I have learned that I am actually very introverted and would rather stay in my room and read or watch TV shows than walk around sometimes.
I have learned that being able to talk, laugh, and be myself with my fellow Peace Corps Volunteers gets me through the hard days.
I have learned that no matter how much I try, it’s impossible to really explain life over here to people back home.
I have learned that I have a strong desire to help all my students find their true potential in education and in life, but there are so many boundaries to overcome.
I have learned that music is an escape even more necessary to me than back in the states.
I have learned that I still have a desire to learn and experience new things, even after all the hardships that sometimes come up.
I have learned that I am more capable of dealing with uncomfortable situations than I thought I ever would be.
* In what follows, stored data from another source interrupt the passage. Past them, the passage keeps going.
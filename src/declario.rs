//! Declarative per-attribute IO.
//!
//! A [`Declared`] type lists its attributes and how to move them in and out of
//! a [`Record`]. [`Declario::decorate`] validates that list against the explicit
//! codecs, infers the rest, and returns an [`IoClass`] that saves and loads
//! instances as one archive with one entry per attribute.
//!
//! Validation happens once, at decoration time, in this order:
//!
//! 1. every explicit codec implements save and load
//! 2. no attribute is declared twice
//! 3. every attribute has a type annotation
//! 4. no annotation is a union, even where an explicit codec is given
//! 5. every explicit codec names a declared attribute
//! 6. every remaining attribute has an inferable codec

use std::collections::{BTreeMap, HashSet};
use std::fmt;
use std::marker::PhantomData;
use std::path::Path;
use std::sync::Arc;

use crate::annotation::Annotation;
use crate::codec::{check_protocol, Codec};
use crate::inference::{infer_codec, load_requires_model};
use crate::pack::{is_valid_name, Reader, Writer};
use crate::util::{DeclarationError, Error, Result};
use crate::value::{Attr, Record};

/// A declared attribute: its name and type annotation.
#[derive(Debug, Clone, PartialEq)]
pub struct Attribute {
    name: String,
    annotation: Option<Annotation>,
}

impl Attribute {
    /// Attribute annotated with the type `T`.
    pub fn of<T: Attr>(name: impl Into<String>) -> Self {
        Self::annotated(name, T::annotation())
    }

    /// Attribute with an explicit annotation.
    pub fn annotated(name: impl Into<String>, annotation: Annotation) -> Self {
        Self {
            name: name.into(),
            annotation: Some(annotation),
        }
    }

    /// Attribute without a type annotation.
    pub fn untyped(name: impl Into<String>) -> Self {
        Self {
            name: name.into(),
            annotation: None,
        }
    }

    /// Attribute name.
    pub fn name(&self) -> &str {
        &self.name
    }

    /// Type annotation, if declared.
    pub fn annotation(&self) -> Option<&Annotation> {
        self.annotation.as_ref()
    }
}

/// A type whose attributes can be saved and loaded by an [`IoClass`].
pub trait Declared: Sized {
    /// Declared attributes, in constructor order.
    fn attributes() -> Vec<Attribute>;

    /// Current attribute values.
    fn to_record(&self) -> Result<Record>;

    /// Build an instance from loaded attribute values.
    fn from_record(record: Record) -> Result<Self>;
}

/// An attribute with its resolved codec.
#[derive(Debug, Clone)]
pub struct ResolvedAttribute {
    name: String,
    annotation: Annotation,
    codec: Arc<dyn Codec>,
    explicit: bool,
    requires_model: bool,
}

impl ResolvedAttribute {
    /// Attribute name, also its archive entry name.
    pub fn name(&self) -> &str {
        &self.name
    }

    /// Declared type.
    pub fn annotation(&self) -> &Annotation {
        &self.annotation
    }

    /// Codec used for this attribute.
    pub fn codec(&self) -> &Arc<dyn Codec> {
        &self.codec
    }

    /// Check if the codec was given explicitly rather than inferred.
    pub fn is_explicit(&self) -> bool {
        self.explicit
    }

    /// Check if loading passes the declared model to the codec.
    pub fn requires_model(&self) -> bool {
        self.requires_model
    }
}

/// Resolved attribute codecs, in declaration order.
#[derive(Debug, Clone, Default)]
pub struct CodecMapping {
    attributes: Vec<ResolvedAttribute>,
}

impl CodecMapping {
    /// Iterate over resolved attributes.
    pub fn iter(&self) -> impl Iterator<Item = &ResolvedAttribute> {
        self.attributes.iter()
    }

    /// Look up an attribute.
    pub fn get(&self, name: &str) -> Option<&ResolvedAttribute> {
        self.attributes.iter().find(|a| a.name == name)
    }

    /// Attribute names, in declaration order.
    pub fn names(&self) -> impl Iterator<Item = &str> {
        self.attributes.iter().map(|a| a.name.as_str())
    }

    /// Number of attributes.
    pub fn len(&self) -> usize {
        self.attributes.len()
    }

    /// Check if there are no attributes.
    pub fn is_empty(&self) -> bool {
        self.attributes.is_empty()
    }
}

/// Explicit codecs, applied when decorating a type.
#[derive(Debug, Clone, Default)]
pub struct Declario {
    io_modules: BTreeMap<String, Arc<dyn Codec>>,
}

impl Declario {
    /// No explicit codecs; every attribute is inferred.
    pub fn new() -> Self {
        Self::default()
    }

    /// Build from `(attribute, codec)` pairs.
    pub fn from_modules<K>(modules: impl IntoIterator<Item = (K, Arc<dyn Codec>)>) -> Self
    where
        K: Into<String>,
    {
        Self {
            io_modules: modules.into_iter().map(|(k, c)| (k.into(), c)).collect(),
        }
    }

    /// Use `codec` for the attribute `name`.
    pub fn with_codec(self, name: impl Into<String>, codec: impl Codec + 'static) -> Self {
        self.with_shared_codec(name, Arc::new(codec))
    }

    /// Use a shared `codec` for the attribute `name`.
    pub fn with_shared_codec(mut self, name: impl Into<String>, codec: Arc<dyn Codec>) -> Self {
        self.io_modules.insert(name.into(), codec);
        self
    }

    /// Explicit codecs by attribute name.
    pub fn io_modules(&self) -> &BTreeMap<String, Arc<dyn Codec>> {
        &self.io_modules
    }

    /// Validate `T`'s attributes and resolve their codecs.
    pub fn decorate<T: Declared>(&self) -> std::result::Result<IoClass<T>, DeclarationError> {
        let mapping = self.resolve(&T::attributes())?;
        tracing::debug!(
            type_name = std::any::type_name::<T>(),
            attributes = mapping.len(),
            explicit = self.io_modules.len(),
            "decorated"
        );
        Ok(IoClass {
            mapping,
            _type: PhantomData,
        })
    }

    /// Resolve codecs for an attribute list.
    pub fn resolve(&self, attributes: &[Attribute]) -> std::result::Result<CodecMapping, DeclarationError> {
        for (name, codec) in &self.io_modules {
            check_protocol(name, codec.as_ref())?;
        }

        let mut seen = HashSet::with_capacity(attributes.len());
        for attr in attributes {
            if !is_valid_name(&attr.name) {
                return Err(DeclarationError::InvalidAttributeName(attr.name.clone()));
            }
            if !seen.insert(attr.name.as_str()) {
                return Err(DeclarationError::DuplicateAttribute(attr.name.clone()));
            }
        }

        let mut annotated = Vec::with_capacity(attributes.len());
        for attr in attributes {
            let annotation = attr.annotation.as_ref().ok_or_else(|| DeclarationError::MissingTypeHint {
                attribute: attr.name.clone(),
            })?;
            annotated.push((attr.name.as_str(), annotation));
        }

        for (name, annotation) in &annotated {
            if annotation.is_union() {
                return Err(DeclarationError::UnsupportedUnionType {
                    attribute: name.to_string(),
                    annotation: annotation.to_string(),
                });
            }
        }

        let invalid: Vec<String> = self
            .io_modules
            .keys()
            .filter(|key| !seen.contains(key.as_str()))
            .cloned()
            .collect();
        if !invalid.is_empty() {
            return Err(DeclarationError::InvalidAttributeKey { keys: invalid });
        }

        let mut resolved = Vec::with_capacity(annotated.len());
        for (name, annotation) in annotated {
            let (codec, explicit) = match self.io_modules.get(name) {
                Some(codec) => (Arc::clone(codec), true),
                None => (infer_codec(name, annotation)?, false),
            };
            resolved.push(ResolvedAttribute {
                name: name.to_string(),
                annotation: annotation.clone(),
                codec,
                explicit,
                requires_model: load_requires_model(annotation),
            });
        }
        Ok(CodecMapping { attributes: resolved })
    }
}

/// Decorate `T` with inferred codecs only.
pub fn decorate<T: Declared>() -> std::result::Result<IoClass<T>, DeclarationError> {
    Declario::new().decorate()
}

/// Archive IO for a decorated type.
pub struct IoClass<T> {
    mapping: CodecMapping,
    _type: PhantomData<fn() -> T>,
}

impl<T> Clone for IoClass<T> {
    fn clone(&self) -> Self {
        Self {
            mapping: self.mapping.clone(),
            _type: PhantomData,
        }
    }
}

impl<T> fmt::Debug for IoClass<T> {
    fn fmt(&self, f: &mut fmt::Formatter<'_>) -> fmt::Result {
        f.debug_struct("IoClass")
            .field("type", &std::any::type_name::<T>())
            .field("mapping", &self.mapping)
            .finish()
    }
}

impl<T> IoClass<T> {
    /// Resolved codecs.
    pub fn mapping(&self) -> &CodecMapping {
        &self.mapping
    }

    /// Codec of one attribute.
    pub fn codec(&self, name: &str) -> Option<&Arc<dyn Codec>> {
        self.mapping.get(name).map(ResolvedAttribute::codec)
    }

    /// Resolved attributes, in declaration order.
    pub fn attributes(&self) -> impl Iterator<Item = &ResolvedAttribute> {
        self.mapping.iter()
    }
}

impl<T: Declared> IoClass<T> {
    /// Save `value` to `path`, one archive entry per attribute.
    ///
    /// The archive only appears at `path` once every attribute is written.
    pub fn save(&self, value: &T, path: impl AsRef<Path>) -> Result<()> {
        let path = path.as_ref();
        let record = value.to_record()?;
        Writer::scoped(path, |writer| -> Result<()> {
            for attr in self.mapping.iter() {
                let data = record
                    .get(&attr.name)
                    .ok_or_else(|| Error::MissingValue(attr.name.clone()))?;
                let mut entry = writer.file(&attr.name)?;
                attr.codec.save(data, &mut entry)?;
                entry.finish()?;
                tracing::trace!(attribute = %attr.name, codec = attr.codec.name(), "saved attribute");
            }
            Ok(())
        })?;
        tracing::debug!(path = %path.display(), attributes = self.mapping.len(), "saved");
        Ok(())
    }

    /// Load an instance from `path`.
    pub fn load(&self, path: impl AsRef<Path>) -> Result<T> {
        let path = path.as_ref();
        let record = Reader::scoped(path, |reader| -> Result<Record> {
            let mut record = Record::new();
            for attr in self.mapping.iter() {
                let mut entry = reader.file(&attr.name)?;
                let value = if attr.requires_model {
                    attr.codec.load_with_model(&mut entry, &attr.annotation)?
                } else {
                    attr.codec.load(&mut entry)?
                };
                tracing::trace!(attribute = %attr.name, codec = attr.codec.name(), "loaded attribute");
                record.insert(attr.name.clone(), value);
            }
            Ok(record)
        })?;
        tracing::debug!(path = %path.display(), attributes = record.len(), "loaded");
        T::from_record(record)
    }

    /// Alias of [`IoClass::load`].
    pub fn from_file(&self, path: impl AsRef<Path>) -> Result<T> {
        self.load(path)
    }
}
I have learned that support from friends and family from back home has been more necessary than I ever thought it would be.
I have learned that sometimes the best friends you have in life aren’t people you have known longest, it’s the people willing to help you through everything.
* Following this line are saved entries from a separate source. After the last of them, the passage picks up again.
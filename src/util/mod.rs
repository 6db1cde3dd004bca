//! Shared error types.
//!
//! - [`DeclarationError`] - raised while decorating a type
//! - [`Error`] / [`Result`] - everything a save or load can raise

mod error;

pub use error::*;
I have learned that the most random and weird moments sometimes are the ones that make the best memories.
I have learned that over thinking things will make you begin to regret and question, and that it’s good to think about things but not OVER THINK and question yourself and your decisions.
I have learned that branching out to experience new food, new places, and meet new people can either be great or awful, but if you don’t try them, then you will never grow.
I have learned that everyone has a different story, and you have to learn that story before judging them.
I have learned that I have a travel bug that will not go away.

Since being in Ethiopia and Peace Corps, I have learned too many things to begin to list. I have learned that I am more flexible than I thought was possible. I have learned that I have the best family and friends in the world. I have learned that I have found my calling in teaching and traveling, and I have a newfound desire to jump into the unexpected. I do want a job and a family and a stable home at some point. But, since being over here I have realized how much of the world is out there and how much I still have yet to explore. I have learned that although I am very happy for my friends starting to settle down, that is not what I want yet. I have learned that although I am an introvert, I am someone who has the ability to change and adapt to situations. I have learned that although I do have to keep my mouth shut on a lot of issues, I do have the opportunity and desire to help people achieve what they deserve even with obstacles in the way. I have learned that although my friends and family have helped shape who I am, and although I have grown up a certain way, that I am ultimately the person who makes my life what it is. I have learned that I am me; in all my imperfections, and that I am finally ok with that.